Exactly as given, repeat all of the entries.

★ ★ ★

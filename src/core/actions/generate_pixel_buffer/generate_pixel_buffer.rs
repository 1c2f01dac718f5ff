use rayon::prelude::*;

use crate::core::actions::cancellation::{
    CANCEL_CHECK_INTERVAL_PIXELS, CancelToken, Cancelled, NeverCancel,
};
use crate::core::data::iteration_grid::IterationGrid;
use crate::core::data::pixel_buffer::{PixelBuffer, PixelBufferError};
use std::error::Error;
use std::fmt;

/// Grayscale level for an escape-time count: white for points that escape
/// immediately, black for points assumed to be in the set.
#[must_use]
pub fn grayscale_intensity(count: u32, max_cycles: u32) -> u8 {
    if max_cycles == 0 {
        return 0;
    }

    let darkness = (255.0 * f64::from(count) / f64::from(max_cycles)).round();

    (255.0 - darkness).clamp(0.0, 255.0) as u8
}

#[derive(Debug)]
pub enum GeneratePixelBufferError {
    Cancelled(Cancelled),
    PixelBuffer(PixelBufferError),
}

impl fmt::Display for GeneratePixelBufferError {
    fn fmt(&self, f: &mut fmt::Formatter<'_>) -> fmt::Result {
        match self {
            Self::Cancelled(c) => write!(f, "{}", c),
            Self::PixelBuffer(err) => write!(f, "pixel buffer error: {}", err),
        }
    }
}

impl Error for GeneratePixelBufferError {
    fn source(&self) -> Option<&(dyn Error + 'static)> {
        match self {
            Self::Cancelled(c) => Some(c),
            Self::PixelBuffer(err) => Some(err),
        }
    }
}

impl From<PixelBufferError> for GeneratePixelBufferError {
    fn from(err: PixelBufferError) -> Self {
        Self::PixelBuffer(err)
    }
}

/// Converts an iteration grid into a grayscale pixel buffer of the same size.
pub fn generate_pixel_buffer(grid: &IterationGrid) -> Result<PixelBuffer, PixelBufferError> {
    generate_pixel_buffer_cancelable(grid, &NeverCancel).map_err(|e| match e {
        GeneratePixelBufferError::PixelBuffer(err) => err,
        GeneratePixelBufferError::Cancelled(_) => {
            unreachable!("NeverCancel token should never signal cancellation")
        }
    })
}

/// Like [`generate_pixel_buffer`], polling `cancel` once per chunk of
/// [`CANCEL_CHECK_INTERVAL_PIXELS`] pixels.
pub fn generate_pixel_buffer_cancelable<C: CancelToken>(
    grid: &IterationGrid,
    cancel: &C,
) -> Result<PixelBuffer, GeneratePixelBufferError> {
    let max_cycles = grid.max_cycles();
    let mut data = vec![0u8; grid.counts().len()];

    data.par_chunks_mut(CANCEL_CHECK_INTERVAL_PIXELS)
        .zip(grid.counts().par_chunks(CANCEL_CHECK_INTERVAL_PIXELS))
        .try_for_each(|(dest, counts)| {
            if cancel.is_cancelled() {
                return Err(Cancelled);
            }

            for (pixel, &count) in dest.iter_mut().zip(counts) {
                *pixel = grayscale_intensity(count, max_cycles);
            }

            Ok(())
        })
        .map_err(GeneratePixelBufferError::Cancelled)?;

    Ok(PixelBuffer::from_data(grid.size(), data)?)
}
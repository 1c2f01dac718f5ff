pub mod controller;
pub mod errors;
pub mod gesture;

pub use controller::ViewportController;
pub use errors::ViewportError;
pub use gesture::ZoomGesture;
use std::path::PathBuf;

use crate::core::data::complex::Complex;
use crate::core::data::complex_region::ComplexRegion;

pub const DEFAULT_WIDTH: u32 = 20_000;
pub const DEFAULT_HEIGHT: u32 = 16_000;
pub const DEFAULT_MAX_CYCLES: u32 = 1000;
pub const DEFAULT_OUTPUT_PATH: &str = "output.bmp";
pub const DEFAULT_BOTTOM_LEFT: Complex = Complex::new(-2.0, -1.0);
pub const DEFAULT_TOP_RIGHT: Complex = Complex::new(0.5, 1.0);

pub(crate) fn default_region() -> ComplexRegion {
    ComplexRegion::new(DEFAULT_BOTTOM_LEFT, DEFAULT_TOP_RIGHT)
        .expect("default batch region is valid")
}

/// Parameters of a one-shot render to an image file.
///
/// The defaults reproduce the classic poster render: 20000x16000 pixels of
/// the region (-2, -1)..(0.5, 1) at 1000 cycles, saved as `output.bmp`.
#[derive(Debug, Clone, PartialEq)]
pub struct BatchConfig {
    pub width: u32,
    pub height: u32,
    pub region: ComplexRegion,
    pub max_cycles: u32,
    pub output_path: PathBuf,
}

impl Default for BatchConfig {
    fn default() -> Self {
        Self {
            width: DEFAULT_WIDTH,
            height: DEFAULT_HEIGHT,
            region: default_region(),
            max_cycles: DEFAULT_MAX_CYCLES,
            output_path: PathBuf::from(DEFAULT_OUTPUT_PATH),
        }
    }
}

#[cfg(test)]
mod tests {
    use super::*;

    #[test]
    fn test_defaults_match_poster_render() {
        let config = BatchConfig::default();

        assert_eq!(config.width, 20_000);
        assert_eq!(config.height, 16_000);
        assert_eq!(config.max_cycles, 1000);
        assert_eq!(config.region.bottom_left(), Complex::new(-2.0, -1.0));
        assert_eq!(config.region.top_right(), Complex::new(0.5, 1.0));
        assert_eq!(config.output_path, PathBuf::from("output.bmp"));
    }
}
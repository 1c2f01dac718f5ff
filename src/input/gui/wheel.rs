use winit::event::MouseScrollDelta;

/// Wheel units reported for a single detent of a line-based mouse wheel.
pub const WHEEL_DELTA_PER_LINE: f32 = 120.0;

/// Converts a winit scroll into a signed wheel delta. Positive values mean the
/// wheel was rolled away from the user.
#[must_use]
pub fn wheel_delta(delta: MouseScrollDelta) -> i32 {
    match delta {
        MouseScrollDelta::LineDelta(_, lines) => (lines * WHEEL_DELTA_PER_LINE).round() as i32,
        MouseScrollDelta::PixelDelta(position) => position.y.round() as i32,
    }
}
//! Interfaces between the interactive controller and the presentation layer.

pub mod frame_sink;
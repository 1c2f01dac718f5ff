/// A position in pixel space. `(0, 0)` is the first pixel of the grid.
#[derive(Debug, Default, Copy, Clone, PartialEq, Eq)]
pub struct Point {
    pub x: i32,
    pub y: i32,
}

impl Point {
    #[must_use]
    pub const fn new(x: i32, y: i32) -> Self {
        Self { x, y }
    }
}
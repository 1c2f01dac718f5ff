pub mod algorithm;
pub mod engine;
pub mod errors;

★ ★ ★

### Exercise solution
filename src/core/actions/generate_pixel_buffer/generate_pixel_buffer.rs
repository 1c2f01dac718f5ff
use rayon::prelude::*;

use crate::core::actions::cancellation::{
    CANCEL_CHECK_INTERVAL_PIXELS, CancelToken, Cancelled, NeverCancel,
};
use crate::core::data::iteration_grid::IterationGrid;
use crate::core::data::pixel_buffer::{PixelBuffer, PixelBufferError};
use std::error::Error;
use std::fmt;

/// Grayscale level for an escape-time count: white for points that escape
/// immediately, black for points assumed to be in the set.
#[must_use]
pub fn grayscale_intensity(count: u32, max_cycles: u32) -> u8 {
    if max_cycles == 0 {
        return 0;
    }

    let darkness = (255.0 * f64::from(count) / f64::from(max_cycles)).round();

    (255.0 - darkness).clamp(0.0, 255.0) as u8
}

#[derive(Debug)]
pub enum GeneratePixelBufferError {
    Cancelled(Cancelled),
    PixelBuffer(PixelBufferError),
}

impl fmt::Display for GeneratePixelBufferError {
    fn fmt(&self, f: &mut fmt::Formatter<'_>) -> fmt::Result {
        match self {
            Self::Cancelled(c) => write!(f, "{}", c),
            Self::PixelBuffer(err) => write!(f, "pixel buffer error: {}", err),
        }
    }
}

impl Error for GeneratePixelBufferError {
    fn source(&self) -> Option<&(dyn Error + 'static)> {
        match self {
            Self::Cancelled(c) => Some(c),
            Self::PixelBuffer(err) => Some(err),
        }
    }
}

impl From<PixelBufferError> for GeneratePixelBufferError {
    fn from(err: PixelBufferError) -> Self {
        Self::PixelBuffer(err)
    }
}

/// Converts an iteration grid into a grayscale pixel buffer of the same size.
pub fn generate_pixel_buffer(grid: &IterationGrid) -> Result<PixelBuffer, PixelBufferError> {
    generate_pixel_buffer_cancelable(grid, &NeverCancel).map_err(|e| match e {
        GeneratePixelBufferError::PixelBuffer(err) => err,
        GeneratePixelBufferError::Cancelled(_) => {
            unreachable!("NeverCancel token should never signal cancellation")
        }
    })
}

/// Like [`generate_pixel_buffer`], polling `cancel` once per chunk of
/// [`CANCEL_CHECK_INTERVAL_PIXELS`] pixels.
pub fn generate_pixel_buffer_cancelable<C: CancelToken>(
    grid: &IterationGrid,
    cancel: &C,
) -> Result<PixelBuffer, GeneratePixelBufferError> {
    let max_cycles = grid.max_cycles();
    let mut data = vec![0u8; grid.counts().len()];

    data.par_chunks_mut(CANCEL_CHECK_INTERVAL_PIXELS)
        .zip(grid.counts().par_chunks(CANCEL_CHECK_INTERVAL_PIXELS))
        .try_for_each(|(dest, counts)| {
            if cancel.is_cancelled() {
                return Err(Cancelled);
            }

            for (pixel, &count) in dest.iter_mut().zip(counts) {
                *pixel = grayscale_intensity(count, max_cycles);
            }

            Ok(())
        })
        .map_err(GeneratePixelBufferError::Cancelled)?;

    Ok(PixelBuffer::from_data(grid.size(), data)?)
}
repository 1c2f01dac718f5ff
pub mod controller;
pub mod errors;
pub mod gesture;

pub use controller::ViewportController;
pub use errors::ViewportError;
pub use gesture::ZoomGesture;
use std::path::PathBuf;

use crate::core::data::complex::Complex;
use crate::core::data::complex_region::ComplexRegion;

pub const DEFAULT_WIDTH: u32 = 20_000;
pub const DEFAULT_HEIGHT: u32 = 16_000;
pub const DEFAULT_MAX_CYCLES: u32 = 1000;
pub const DEFAULT_OUTPUT_PATH: &str = "output.bmp";
pub const DEFAULT_BOTTOM_LEFT: Complex = Complex::new(-2.0, -1.0);
pub const DEFAULT_TOP_RIGHT: Complex = Complex::new(0.5, 1.0);

pub(crate) fn default_region() -> ComplexRegion {
    ComplexRegion::new(DEFAULT_BOTTOM_LEFT, DEFAULT_TOP_RIGHT)
        .expect("default batch region is valid")
}

/// Parameters of a one-shot render to an image file.
///
/// The defaults reproduce the classic poster render: 20000x16000 pixels of
/// the region (-2, -1)..(0.5, 1) at 1000 cycles, saved as `output.bmp`.
#[derive(Debug, Clone, PartialEq)]
pub struct BatchConfig {
    pub width: u32,
    pub height: u32,
    pub region: ComplexRegion,
    pub max_cycles: u32,
    pub output_path: PathBuf,
}

impl Default for BatchConfig {
    fn default() -> Self {
        Self {
            width: DEFAULT_WIDTH,
            height: DEFAULT_HEIGHT,
            region: default_region(),
            max_cycles: DEFAULT_MAX_CYCLES,
            output_path: PathBuf::from(DEFAULT_OUTPUT_PATH),
        }
    }
}

#[cfg(test)]
mod tests {
    use super::*;

    #[test]
    fn test_defaults_match_poster_render() {
        let config = BatchConfig::default();

        assert_eq!(config.width, 20_000);
        assert_eq!(config.height, 16_000);
        assert_eq!(config.max_cycles, 1000);
        assert_eq!(config.region.bottom_left(), Complex::new(-2.0, -1.0));
        assert_eq!(config.region.top_right(), Complex::new(0.5, 1.0));
        assert_eq!(config.output_path, PathBuf::from("output.bmp"));
    }
}
repository 1c2f01dac718f5ff
filename src/input/gui/wheel.rs
use winit::event::MouseScrollDelta;

/// Wheel units reported for a single detent of a line-based mouse wheel.
pub const WHEEL_DELTA_PER_LINE: f32 = 120.0;

/// Converts a winit scroll into a signed wheel delta. Positive values mean the
/// wheel was rolled away from the user.
#[must_use]
pub fn wheel_delta(delta: MouseScrollDelta) -> i32 {
    match delta {
        MouseScrollDelta::LineDelta(_, lines) => (lines * WHEEL_DELTA_PER_LINE).round() as i32,
        MouseScrollDelta::PixelDelta(position) => position.y.round() as i32,
    }
}
//! Interfaces between the interactive controller and the presentation layer.

pub mod frame_sink;
repository 1c2f01dac718f5ff
/// A position in pixel space. `(0, 0)` is the first pixel of the grid.
#[derive(Debug, Default, Copy, Clone, PartialEq, Eq)]
pub struct Point {
    pub x: i32,
    pub y: i32,
}

impl Point {
    #[must_use]
    pub const fn new(x: i32, y: i32) -> Self {
        Self { x, y }
    }
}
repository 1c2f01dac718f5ff
pub mod algorithm;
pub mod engine;
pub mod errors;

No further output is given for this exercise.